Des meubles éco(lo)s

Isabelle Masson-Loodts Publié le - Mis à jour le

Planète

Société familiale spécialisée dans les meubles modulaires depuis plus de 50 ans, Kewlox a traversé une passe difficile au début de la décennie. Dès son arrivée en 2001, le nouvel administrateur délégué Georges Fontaine a donc eu pour projet de rationaliser l’efficience énergétique de l’usine de Leuze (près d’Eghezée). Pour atteindre cet objectif, l’entreprise a entamé de front deux chantiers : la mise au point d’un système de récupération des chutes de bois, d’une part, et la rationalisation de sa consommation électrique, d’autre part.

La poussière de bois, qui semblait inutilisable, est désormais utilisée pour alimenter la station de chauffage de l’usine. Installée en 2002, cette nouvelle chaudière a permis de faire passer la consommation de mazout annuelle de 60 000 litres à moins de 3 000 litres. "Ce système est combiné avec une automation très complète et complexe, qui tient compte des consommations électriques, des points horaires : c’est un système intégré", explique Georges Fontaine, rappelant qu’il n’a pas été facile d’imposer ces changements qui réclamaient d’importants investissements. "En 2001, l’entreprise était exsangue. Imaginez l’effet, quand on a dit qu’on allait consacrer 6 000 000 de francs à un nouveau système de chauffage à chaudière automatisée. A l’époque, on payait pour évacuer des copeaux qui n’étaient pas triés. Pour séparer les poussières des beaux copeaux, on a investi dans des tuyaux sans que ça rapporte quelque chose au départ. Mais il fallait passer par là, si on voulait pouvoir utiliser ces matières un jour !" Grâce à ce système adapté aux besoins spécifiques de l’usine par ses propres services, l’environnement de travail est devenu moins froid, moins bruyant, et la consommation énergétique de production d’un meuble est passée de 25 à 12 kwh.

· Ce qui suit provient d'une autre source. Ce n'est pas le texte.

use serde::{Deserialize, Serialize};

pub mod admin;
pub mod catalog;
pub mod health;
pub mod order;

/// Query parameters of the storefront listing pages.
#[derive(Clone, Deserialize, Serialize, Debug)]
pub struct PageParams {
    pub search: Option<String>,
    /// 1-based page number
    pub page: Option<u64>,
}
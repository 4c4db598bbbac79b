use axum::{
    Router,
    routing::{get, post},
};
use serde::Serialize;
use utoipa::ToSchema;

use crate::{entity::sea_orm_active_enums::OrderStatus, state::AppState};

pub mod accept_order;
pub mod cancel_order;
pub mod search_orders;
pub mod statistics;
pub mod update_status;

pub fn routes() -> Router<AppState> {
    Router::new()
        .route("/search", get(search_orders::search_orders))
        .route("/statistics", get(statistics::order_statistics))
        .route("/{order_id}/accept", post(accept_order::accept_order))
        .route("/{order_id}/cancel", post(cancel_order::cancel_order))
        .route(
            "/{order_id}/update-status",
            post(update_status::update_status),
        )
}

/// Common response of the status-changing admin endpoints.
#[derive(Debug, Serialize, ToSchema)]
pub struct StatusChangeResponse {
    pub success: bool,
    pub message: String,
    pub order_id: i32,
    #[schema(value_type = String)]
    pub new_status: OrderStatus,
    #[schema(value_type = String)]
    pub status_display: &'static str,
}

impl StatusChangeResponse {
    pub(crate) fn new(message: impl Into<String>, order_id: i32, status: OrderStatus) -> Self {
        Self {
            success: true,
            message: message.into(),
            order_id,
            new_status: status,
            status_display: status.label(),
        }
    }
}
pub mod jwt;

Autre indice de la volonté de cohérence du fabricant : le bois utilisé est exclusivement labellisé PEFC. L’entreprise, dans sa volonté de privilégier le bois local, a modifié ses machines afin de pouvoir utiliser le hêtre belge. "On se donne du mal pour faire certaines pièces comme les tasseaux en hêtre, parce qu’on sait avoir du hêtre belge, et que nos déchets peuvent être recyclés en tasseaux. Ça coûte cher, mais ce n’est pas grave. On pourrait utiliser du bois qui vient des forêts amazoniennes et qui se travaille plus facilement. Mais on se dit qu’on a de la forêt ici, et qu’il vaut mieux que le bois serve à ça plutôt qu’à en faire des pellets."

La structure particulière des meubles Kewlox, en acier et en bois massif, permet en outre l’usage de panneaux beaucoup plus minces que la plupart des autres meubles du marché. "A dimensions comparables, le poids des panneaux est trois fois moindre, ce qui réduit d’autant leur émission de formaldéhyde." Non contente de voir ses meubles se situer à une distance très confortable des normes les plus strictes (E1) en la matière, Kewlox est en train de mettre au point un programme inédit qui permettra de calculer une teneur en produits nocifs par meuble, en fonction, d’une part, de la surface du panneau et de la vitesse de dégagement de ces substances, et, d’autre part, de leur quantité brute contenue dans chaque élément du meuble.

Ayant entamé cette (r)évolution dès le début des années 2000, l’entreprise continue à se remettre quotidiennement en question afin de faire mieux... Produisant trop d’eau chaude par rapport à ses besoins à partir de la fin de l’hiver, elle souhaiterait la valoriser sous forme d’électricité ou en collaborant avec un horticulteur pour produire des légumes hâtifs sous serre. Idéalement placée sur un plateau venteux et entourée de champs, l’usine rêve de s’adjoindre une éolienne. L’entreprise s’est récemment penchée sur son parc automobile et la gestion des kilomètres effectués par sa flotte. D’ici fin 2011 et l’arrivée du premier véhicule hybride chez Kewlox, les clients pourront recharger gratuitement leur véhicule électrique sur la borne du magasin durant leurs achats.

Quand on lui demande si ces démarches sont avant tout guidées par une volonté de rentabilité économique ou si elles découlent d’un réel souci écologique, Georges Fontaine répond sans hésiter : "Je n’aime pas le terme "écologie" : il a une connotation politique et est mis à toutes les sauces. Je préfère le terme "environnement", parce qu’il se rattache à des éléments industriels et à des éléments de mesure. Faire attention à l’environnement, c’est commencer par ne pas gaspiller. Le non-déchet permet de réaliser un profit. Je ne vois pas de divergence entre ces deux idées : c’est tout bénéfice pour l’entreprise, et tant mieux si la planète est un peu plus verte."